The whole "everything is fine as long as everyone is doing the same speed" bit is a myth.
For every percent increase in speed, this leads to a 2% change in injury accidents, a 3% change in severe injury accidents and a 4% change in fatal accidents.
Just to be clear, are you and others in this thread advocating driving the posted 45MPH speed limit on a highway where the actual flow of traffic is going 65MPH? And you don't think that's going to be disruptive to the point of causing accidents?
Just to be clear, are you and others in this thread advocating for driving 20 mph faster than the 45 mph speed limit just because you see other criminals doing the same? That's wildly illegal and would probably get your license revoked.
That's essentially the situation on the highways through Atlanta. It's so extreme that some students made a video[0] demonstrating the extreme effect on traffic when drivers in every lane maintain the speed limit.
Their conclusion is that the speed limit should be increased; there are other reasonable conclusions one might draw, but I would argue against the one that follows from your comment: that nearly every driver on the road deserves punishment.
Changing the speed limit to the current status quo "speeding" is the reasonable thing, yes. We've already accepted that rate of lives lost at the higher speeds so make it official. Law breaking while driving should not ever be the status quo. It's an absurd situation that one almost has to break the law to drive.

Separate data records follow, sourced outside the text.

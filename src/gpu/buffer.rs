//! Storage + staging buffer pair for compute output
//!
//! A [`ComputeBuffer`] owns two GPU regions of identical byte size: the
//! storage region the kernel reads and writes, and a staging region used
//! only to move the result into a display texture without a CPU round trip.

use super::context::GpuContext;

/// Bytes per RGBA pixel at 32-bit float per channel
const BYTES_PER_PIXEL: u64 = 4 * std::mem::size_of::<f32>() as u64;

/// A kernel-visible storage region plus an equally sized transfer-staging region
///
/// The size is fixed at creation and never changes. Both regions live on the
/// GPU; the staging region's contents are undefined until the first
/// [`transfer_to_texture`] overwrites them.
///
/// [`transfer_to_texture`]: ComputeBuffer::transfer_to_texture
pub struct ComputeBuffer {
    storage: wgpu::Buffer,
    staging: wgpu::Buffer,
    size_bytes: u64,
    len: usize,
}

impl ComputeBuffer {
    /// Allocate both regions and seed the storage region with `initial_data`
    pub fn new(ctx: &GpuContext, initial_data: &[f32]) -> Self {
        let device = &ctx.device;
        let size_bytes = std::mem::size_of_val(initial_data) as u64;

        let storage = device.create_buffer(&wgpu::BufferDescriptor {
            label: Some("Compute Storage Buffer"),
            size: size_bytes,
            usage: wgpu::BufferUsages::STORAGE
                | wgpu::BufferUsages::COPY_SRC
                | wgpu::BufferUsages::COPY_DST,
            mapped_at_creation: false,
        });
        ctx.queue
            .write_buffer(&storage, 0, bytemuck::cast_slice(initial_data));

        let staging = device.create_buffer(&wgpu::BufferDescriptor {
            label: Some("Compute Staging Buffer"),
            size: size_bytes,
            usage: wgpu::BufferUsages::COPY_SRC | wgpu::BufferUsages::COPY_DST,
            mapped_at_creation: false,
        });

        log::debug!("Created compute buffer: {} floats", initial_data.len());

        Self {
            storage,
            staging,
            size_bytes,
            len: initial_data.len(),
        }
    }

    /// Move the storage contents into `texture` entirely on the GPU
    ///
    /// Records storage -> staging -> texture copies in one command buffer and
    /// submits it; nothing is mapped and the CPU never sees the data. The
    /// texture must be `Rgba32Float` with `COPY_DST` usage.
    ///
    /// Preconditions (checked in debug builds, undefined at the wgpu
    /// validation layer otherwise): `width * height * 4` floats must equal
    /// the buffer size, and `width` must be a multiple of 16 so the row
    /// pitch meets wgpu's 256-byte copy alignment.
    pub fn transfer_to_texture(
        &self,
        ctx: &GpuContext,
        texture: &wgpu::Texture,
        width: u32,
        height: u32,
    ) {
        let bytes_per_row = width as u64 * BYTES_PER_PIXEL;
        debug_assert_eq!(
            width as u64 * height as u64 * BYTES_PER_PIXEL,
            self.size_bytes,
            "texture dimensions do not cover the buffer"
        );
        debug_assert_eq!(
            bytes_per_row % wgpu::COPY_BYTES_PER_ROW_ALIGNMENT as u64,
            0,
            "row pitch must be 256-byte aligned"
        );

        let mut encoder = ctx
            .device
            .create_command_encoder(&wgpu::CommandEncoderDescriptor {
                label: Some("Transfer Encoder"),
            });

        encoder.copy_buffer_to_buffer(&self.storage, 0, &self.staging, 0, self.size_bytes);
        encoder.copy_buffer_to_texture(
            wgpu::TexelCopyBufferInfo {
                buffer: &self.staging,
                layout: wgpu::TexelCopyBufferLayout {
                    offset: 0,
                    bytes_per_row: Some(bytes_per_row as u32),
                    rows_per_image: Some(height),
                },
            },
            wgpu::TexelCopyTextureInfo {
                texture,
                mip_level: 0,
                origin: wgpu::Origin3d::ZERO,
                aspect: wgpu::TextureAspect::All,
            },
            wgpu::Extent3d {
                width,
                height,
                depth_or_array_layers: 1,
            },
        );

        ctx.queue.submit(std::iter::once(encoder.finish()));
    }

    /// Copy the storage region back to the CPU, blocking until it arrives
    ///
    /// Test and benchmark support; the render path never reads back.
    pub fn read_back(&self, ctx: &GpuContext) -> Vec<f32> {
        let download = ctx.device.create_buffer(&wgpu::BufferDescriptor {
            label: Some("Readback Buffer"),
            size: self.size_bytes,
            usage: wgpu::BufferUsages::COPY_DST | wgpu::BufferUsages::MAP_READ,
            mapped_at_creation: false,
        });

        let mut encoder = ctx
            .device
            .create_command_encoder(&wgpu::CommandEncoderDescriptor {
                label: Some("Readback Encoder"),
            });
        encoder.copy_buffer_to_buffer(&self.storage, 0, &download, 0, self.size_bytes);
        ctx.queue.submit(std::iter::once(encoder.finish()));

        let slice = download.slice(..);
        slice.map_async(wgpu::MapMode::Read, |_| {});
        let _ = ctx.device.poll(wgpu::Maintain::Wait);

        let data = slice.get_mapped_range();
        let result: Vec<f32> = bytemuck::cast_slice(&data).to_vec();
        drop(data);
        download.unmap();
        result
    }

    /// Bind the storage region into a compute bind group
    pub(crate) fn storage_binding(&self) -> wgpu::BindingResource<'_> {
        self.storage.as_entire_binding()
    }

    /// Number of `f32` elements in the storage region
    pub fn len(&self) -> usize {
        self.len
    }

    pub fn is_empty(&self) -> bool {
        self.len == 0
    }

    /// Byte size of each region
    pub fn size_bytes(&self) -> u64 {
        self.size_bytes
    }
}
//! Compute kernel compilation and uniform parameter handling
//!
//! A [`ComputeProgram`] wraps a WGSL compute kernel compiled into a
//! `wgpu::ComputePipeline`. Compilation never panics: validation errors are
//! captured through wgpu error scopes and the program comes back invalid,
//! with the diagnostic text logged. Callers must check [`is_valid`] before
//! dispatching.
//!
//! [`is_valid`]: ComputeProgram::is_valid

use super::context::GpuContext;

/// A compiled compute kernel plus its scalar uniform parameters
///
/// The kernel must bind its storage data at `@group(0) @binding(0)` and (if
/// it takes parameters) a uniform struct of `f32` fields at
/// `@group(0) @binding(1)`. Parameter names are declared at compile time in
/// struct-field order; values are shadowed CPU-side and re-uploaded in full
/// on every dispatch.
pub struct ComputeProgram {
    // None = compilation or pipeline creation failed
    pipeline: Option<wgpu::ComputePipeline>,
    bind_group_layout: wgpu::BindGroupLayout,
    params_buffer: wgpu::Buffer,
    params: Vec<f32>,
    param_names: Vec<String>,
    local_size: u32,
}

impl ComputeProgram {
    /// Compile a WGSL compute kernel
    ///
    /// `local_size` must match the `@workgroup_size` declared in the kernel
    /// source; the dispatch controller sizes its work-group count from it.
    /// `param_names` lists the kernel's scalar uniform fields in declaration
    /// order (empty slice for kernels without parameters).
    ///
    /// On a compilation or pipeline error this returns an invalid program
    /// (checked via [`Self::is_valid`]) and logs the diagnostic; it never
    /// panics and leaves the device usable.
    pub fn compile(
        ctx: &GpuContext,
        source: &str,
        entry_point: &str,
        param_names: &[&str],
        local_size: u32,
    ) -> Self {
        let device = &ctx.device;

        // Uniform buffers round up to 16-byte slots
        let param_count = param_names.len();
        let padded_len = param_count.next_multiple_of(4).max(4);
        let params = vec![0.0f32; padded_len];

        let params_buffer = device.create_buffer(&wgpu::BufferDescriptor {
            label: Some("Kernel Params Buffer"),
            size: (padded_len * std::mem::size_of::<f32>()) as u64,
            usage: wgpu::BufferUsages::UNIFORM | wgpu::BufferUsages::COPY_DST,
            mapped_at_creation: false,
        });

        let bind_group_layout = device.create_bind_group_layout(&wgpu::BindGroupLayoutDescriptor {
            label: Some("Kernel Bind Group Layout"),
            entries: &[
                // storage data
                wgpu::BindGroupLayoutEntry {
                    binding: 0,
                    visibility: wgpu::ShaderStages::COMPUTE,
                    ty: wgpu::BindingType::Buffer {
                        ty: wgpu::BufferBindingType::Storage { read_only: false },
                        has_dynamic_offset: false,
                        min_binding_size: None,
                    },
                    count: None,
                },
                // scalar params
                wgpu::BindGroupLayoutEntry {
                    binding: 1,
                    visibility: wgpu::ShaderStages::COMPUTE,
                    ty: wgpu::BindingType::Buffer {
                        ty: wgpu::BufferBindingType::Uniform,
                        has_dynamic_offset: false,
                        min_binding_size: None,
                    },
                    count: None,
                },
            ],
        });

        let mut program = Self {
            pipeline: None,
            bind_group_layout,
            params_buffer,
            params,
            param_names: param_names.iter().map(|s| s.to_string()).collect(),
            local_size: local_size.max(1),
        };

        // Capture shader translation errors instead of letting them hit the
        // uncaptured-error handler
        device.push_error_scope(wgpu::ErrorFilter::Validation);
        let module = device.create_shader_module(wgpu::ShaderModuleDescriptor {
            label: Some("Kernel Shader"),
            source: wgpu::ShaderSource::Wgsl(source.into()),
        });
        if let Some(e) = pollster::block_on(device.pop_error_scope()) {
            log::error!("Kernel compilation failed: {}", e);
            return program;
        }

        let pipeline_layout = device.create_pipeline_layout(&wgpu::PipelineLayoutDescriptor {
            label: Some("Kernel Pipeline Layout"),
            bind_group_layouts: &[&program.bind_group_layout],
            push_constant_ranges: &[],
        });

        // Entry-point / interface mismatches surface here
        device.push_error_scope(wgpu::ErrorFilter::Validation);
        let pipeline = device.create_compute_pipeline(&wgpu::ComputePipelineDescriptor {
            label: Some("Kernel Compute Pipeline"),
            layout: Some(&pipeline_layout),
            module: &module,
            entry_point: Some(entry_point),
            compilation_options: Default::default(),
            cache: None,
        });
        if let Some(e) = pollster::block_on(device.pop_error_scope()) {
            log::error!("Kernel pipeline creation failed: {}", e);
            return program;
        }

        program.pipeline = Some(pipeline);
        program
    }

    /// True iff compilation and pipeline creation both succeeded
    ///
    /// All other operations assume validity; on an invalid program they are
    /// logged no-ops rather than panics.
    pub fn is_valid(&self) -> bool {
        self.pipeline.is_some()
    }

    /// Set a scalar uniform parameter by name
    ///
    /// Unknown names are a silent no-op, logged at debug level only. The
    /// value takes effect on the next dispatch.
    pub fn set_uniform_float(&mut self, name: &str, value: f32) {
        if !self.is_valid() {
            log::warn!("set_uniform_float({name}) on invalid program");
            return;
        }
        match self.param_names.iter().position(|n| n == name) {
            Some(slot) => self.params[slot] = value,
            None => log::debug!("Uniform '{name}' does not exist; value dropped"),
        }
    }

    /// Push the CPU-side parameter shadow to the GPU
    ///
    /// Called by the dispatch controller before every dispatch; parameters
    /// have no GPU-side lifetime of their own.
    pub(crate) fn upload_params(&self, ctx: &GpuContext) {
        ctx.queue
            .write_buffer(&self.params_buffer, 0, bytemuck::cast_slice(&self.params));
    }

    pub(crate) fn pipeline(&self) -> Option<&wgpu::ComputePipeline> {
        self.pipeline.as_ref()
    }

    pub(crate) fn bind_group_layout(&self) -> &wgpu::BindGroupLayout {
        &self.bind_group_layout
    }

    pub(crate) fn params_buffer(&self) -> &wgpu::Buffer {
        &self.params_buffer
    }

    /// The `@workgroup_size` the kernel was declared with
    pub fn local_size(&self) -> u32 {
        self.local_size
    }
}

I would be very interested in if people would then go the reasonable new speed limit or if they would continue in their speeding flocks and only travel even faster. To me it seems like their speed is mostly something they evaluate relative to the rest of the drivers and not to absolute speeds so it'd take quite a change in behavior.
As for [0], the traffic back-up proves only that the vast majority of people on that road are speeding.
Maybe there's better research available, but this DOT report found that changing speed limits has fairly little effect on how fast people drive: http://www.ibiblio.org/rdu/sl-irrel.html
My take on it is that when the speed limit doesn't match the 85th percentile speed of actual drivers, something should be changed. Sometimes, (often, in my view) it's the speed limit. Sometimes, it's the design of the road, especially in cases of neighborhood streets that are shaped like highways. Sometimes the answer may be highly-visible traffic cameras, as the advance warning and certainty of punishment will slow down almost every driver.
> People driving at a different speed from surrounding traffic do create an unusual risk, even if that speed is legal and the other drivers are speeding
Driving the limit in the right lane is almost always fine.
People who do not drive the speed limit are objectively breaking the law. And generally each flock travels at a different speed. After all, they have no way to communicate a common speed standard like, say, a speed limit.
This becomes less true in places like Germany where lane discipline is very strict. It's not rare to see extreme speed differentials on unlimited speed sections of German Autobahns, but it is rare to see crashes there.